#### [Your assignment]
Search the data for the string "named" and copy each line where it turns up.

[[ Materials provided open ]]

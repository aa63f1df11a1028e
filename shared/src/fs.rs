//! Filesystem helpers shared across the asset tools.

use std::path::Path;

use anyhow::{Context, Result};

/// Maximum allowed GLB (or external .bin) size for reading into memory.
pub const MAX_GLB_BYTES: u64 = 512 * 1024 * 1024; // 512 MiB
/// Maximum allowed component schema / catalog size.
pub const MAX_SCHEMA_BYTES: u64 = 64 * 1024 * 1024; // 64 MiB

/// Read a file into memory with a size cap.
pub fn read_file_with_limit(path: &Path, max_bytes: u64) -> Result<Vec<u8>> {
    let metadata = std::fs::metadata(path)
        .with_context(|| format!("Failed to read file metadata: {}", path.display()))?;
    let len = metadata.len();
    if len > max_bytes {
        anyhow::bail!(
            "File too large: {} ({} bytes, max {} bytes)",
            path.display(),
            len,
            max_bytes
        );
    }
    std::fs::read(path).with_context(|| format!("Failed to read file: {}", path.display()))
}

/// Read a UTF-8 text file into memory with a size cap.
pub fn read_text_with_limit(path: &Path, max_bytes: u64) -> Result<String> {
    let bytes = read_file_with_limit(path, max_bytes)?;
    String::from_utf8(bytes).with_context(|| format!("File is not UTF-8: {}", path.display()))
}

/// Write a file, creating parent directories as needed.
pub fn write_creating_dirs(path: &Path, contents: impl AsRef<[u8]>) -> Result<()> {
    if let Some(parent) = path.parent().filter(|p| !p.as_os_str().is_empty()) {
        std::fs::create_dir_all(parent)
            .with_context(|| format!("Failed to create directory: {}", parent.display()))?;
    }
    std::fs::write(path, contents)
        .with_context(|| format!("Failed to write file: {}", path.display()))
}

[[ Materials provided closed ]]
[[ Materials provided open ]]

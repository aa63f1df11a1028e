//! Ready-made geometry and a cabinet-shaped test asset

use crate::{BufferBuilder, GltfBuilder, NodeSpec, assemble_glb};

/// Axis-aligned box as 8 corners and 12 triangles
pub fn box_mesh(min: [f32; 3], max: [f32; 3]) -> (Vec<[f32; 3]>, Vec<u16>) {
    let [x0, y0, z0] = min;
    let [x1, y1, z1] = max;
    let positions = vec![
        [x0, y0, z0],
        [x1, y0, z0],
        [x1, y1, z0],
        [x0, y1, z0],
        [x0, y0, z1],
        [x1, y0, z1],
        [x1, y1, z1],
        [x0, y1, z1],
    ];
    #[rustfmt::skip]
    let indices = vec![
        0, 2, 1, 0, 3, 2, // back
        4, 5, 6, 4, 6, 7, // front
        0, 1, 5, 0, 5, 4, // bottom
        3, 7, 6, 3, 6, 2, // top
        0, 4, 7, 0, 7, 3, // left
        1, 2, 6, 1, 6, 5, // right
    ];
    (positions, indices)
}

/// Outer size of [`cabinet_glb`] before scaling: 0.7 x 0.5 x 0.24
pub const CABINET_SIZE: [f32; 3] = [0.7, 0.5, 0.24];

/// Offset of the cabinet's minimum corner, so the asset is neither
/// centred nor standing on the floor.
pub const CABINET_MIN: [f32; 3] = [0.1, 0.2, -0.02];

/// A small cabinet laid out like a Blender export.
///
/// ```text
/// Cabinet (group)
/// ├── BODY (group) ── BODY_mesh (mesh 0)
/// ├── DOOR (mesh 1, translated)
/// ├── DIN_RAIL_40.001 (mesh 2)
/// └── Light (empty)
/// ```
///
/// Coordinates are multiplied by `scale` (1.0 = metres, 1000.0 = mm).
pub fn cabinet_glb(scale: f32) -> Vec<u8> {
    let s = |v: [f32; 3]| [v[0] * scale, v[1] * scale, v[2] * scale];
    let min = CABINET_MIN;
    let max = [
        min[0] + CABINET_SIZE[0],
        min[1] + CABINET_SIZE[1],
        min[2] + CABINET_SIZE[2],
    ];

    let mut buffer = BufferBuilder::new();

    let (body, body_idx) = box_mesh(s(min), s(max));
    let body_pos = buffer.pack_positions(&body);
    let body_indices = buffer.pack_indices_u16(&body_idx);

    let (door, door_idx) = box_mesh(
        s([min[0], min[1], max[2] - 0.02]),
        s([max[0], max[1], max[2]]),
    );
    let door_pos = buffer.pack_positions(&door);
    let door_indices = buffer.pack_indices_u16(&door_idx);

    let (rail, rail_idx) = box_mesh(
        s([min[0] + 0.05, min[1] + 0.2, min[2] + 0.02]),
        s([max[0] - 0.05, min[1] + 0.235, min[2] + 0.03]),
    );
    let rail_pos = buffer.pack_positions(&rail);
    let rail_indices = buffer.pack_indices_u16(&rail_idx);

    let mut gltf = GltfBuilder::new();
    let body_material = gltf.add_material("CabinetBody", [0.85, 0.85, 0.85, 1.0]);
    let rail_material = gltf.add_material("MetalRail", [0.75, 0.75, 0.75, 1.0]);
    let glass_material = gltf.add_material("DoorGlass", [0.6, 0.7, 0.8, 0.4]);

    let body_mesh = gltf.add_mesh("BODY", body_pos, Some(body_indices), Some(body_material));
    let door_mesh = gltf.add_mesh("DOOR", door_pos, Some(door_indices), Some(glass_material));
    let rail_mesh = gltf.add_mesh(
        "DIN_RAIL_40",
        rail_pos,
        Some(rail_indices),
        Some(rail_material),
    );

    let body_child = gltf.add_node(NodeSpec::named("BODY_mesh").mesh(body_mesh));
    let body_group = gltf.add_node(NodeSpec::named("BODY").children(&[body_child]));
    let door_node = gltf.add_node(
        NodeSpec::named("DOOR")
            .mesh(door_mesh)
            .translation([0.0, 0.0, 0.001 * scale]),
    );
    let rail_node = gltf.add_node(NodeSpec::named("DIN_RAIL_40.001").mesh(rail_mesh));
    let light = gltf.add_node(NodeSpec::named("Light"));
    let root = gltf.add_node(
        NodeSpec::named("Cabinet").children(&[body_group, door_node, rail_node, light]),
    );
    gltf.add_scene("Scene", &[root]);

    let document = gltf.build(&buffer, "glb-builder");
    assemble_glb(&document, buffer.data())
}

[[ Materials provided closed ]]

#### [Written reply]
    let body_child = gltf.add_node(NodeSpec::named("BODY_mesh").mesh(body_mesh));
    let body_group = gltf.add_node(NodeSpec::named("BODY").children(&[body_child]));
        NodeSpec::named("DOOR")
    let rail_node = gltf.add_node(NodeSpec::named("DIN_RAIL_40.001").mesh(rail_mesh));
    let light = gltf.add_node(NodeSpec::named("Light"));
        NodeSpec::named("Cabinet").children(&[body_group, door_node, rail_node, light]),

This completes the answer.